The case seemed to hang in balance. Turning blandly toward Dr. McNarry, the judge said, “I don’t know what Dr. McNarry or whatever his name is, is going to testify.” He beamed upon Horn. “Nobody has said he is going to testify as to their sanity, except the State.”

It was sophistry. We all had the report of the alienists in our hands. Did not the report on each boy conclude with the statement that he was mentally affected? From a legal point of view, Horn seemed right. But the real trouble was that the law itself in its definition of insanity was antiquated.

There in that broiling courtroom in Chicago the inadequacy of the definition was being made clear; there in those days of wrangling the law itself was being tested. If it did nothing else, if the life or death of Judd and Artie was of little significance, their case at least served to focus the world’s attention on the inadequacy of our laws in the face of our new knowledge of the human personality and mind.

The argument climbed. The lawyers brought in rulings from Nebraska, precedents from Alabama, statutes from Colorado. Word of the battle had seeped down to the street, and the pressure at the door increased. As in most arguments, the issue was only a definition of a word. Insanity. The word was like a push button for a jury. The defence tried to shade it to “an affected mind”.

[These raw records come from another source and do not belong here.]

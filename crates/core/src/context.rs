//! Deadline context handed to every shutdown action.

use std::time::Duration;
use tokio::time::Instant;
use tokio_util::sync::CancellationToken;

/// Advisory deadline for a shutdown action.
///
/// The executor never aborts an action that ignores it. Actions that do
/// bounded work (draining a listener, flushing a buffer) should race their
/// work against [`ShutdownContext::expired`].
#[derive(Debug, Clone)]
pub struct ShutdownContext {
    deadline: Instant,
    token: CancellationToken,
}

impl ShutdownContext {
    pub(crate) fn new(deadline: Instant, token: CancellationToken) -> Self {
        Self { deadline, token }
    }

    /// Build a context that expires `timeout` from now. Must be called from
    /// within a Tokio runtime.
    ///
    /// The returned token is cancelled once the deadline passes; cancel it
    /// earlier to release any action still waiting on [`Self::expired`].
    pub fn with_timeout(timeout: Duration) -> (Self, CancellationToken) {
        let deadline = Instant::now() + timeout;
        let token = CancellationToken::new();

        let timer = token.clone();
        tokio::spawn(async move {
            tokio::select! {
                _ = tokio::time::sleep_until(deadline) => timer.cancel(),
                _ = timer.cancelled() => {}
            }
        });

        (Self::new(deadline, token.clone()), token)
    }

    pub fn deadline(&self) -> Instant {
        self.deadline
    }

    /// Time left before the deadline, zero once it has passed.
    pub fn remaining(&self) -> Duration {
        self.deadline.saturating_duration_since(Instant::now())
    }

    pub fn is_expired(&self) -> bool {
        self.token.is_cancelled() || Instant::now() >= self.deadline
    }

    /// Resolves when the deadline passes or the shutdown walk has ended.
    pub async fn expired(&self) {
        tokio::select! {
            _ = self.token.cancelled() => {}
            _ = tokio::time::sleep_until(self.deadline) => {}
        }
    }
}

“There is no need in citing the law,” Judge Matthewson said. “If there is any mental disease, it is insanity.”

There was a sudden silence. The prosecution seemed to have won. Judd, in panic, turned to Jonathan Wilk.

Wilk arose again and stepped to the bench. “Do you mean to say that the court will not consider the mental condition on the question of mitigation? When the mental condition does not rise to a defence?”

His question hung in the air. Mitigation, he repeated. What entered into mitigation? Didn’t one consider the conditions that led to a crime? The background of the criminal, the forces that moulded his character? The pressures upon him, the extent of his responsibility?

And as he spoke, the courtroom was being gradually drawn back from the definition of a word to deeper questions. What was free choice of action? What was free will? And, unsaid, one could hear Wilk’s lifelong rumination, his gentle pessimism, his insistence on some form of mechanistic determinism, his claim that there was no free will. Yet even if some freedom of will did exist, “Suppose the mental condition seriously interferes with their free will and understanding, don’t you think the court has a right to listen to that, in mitigation?”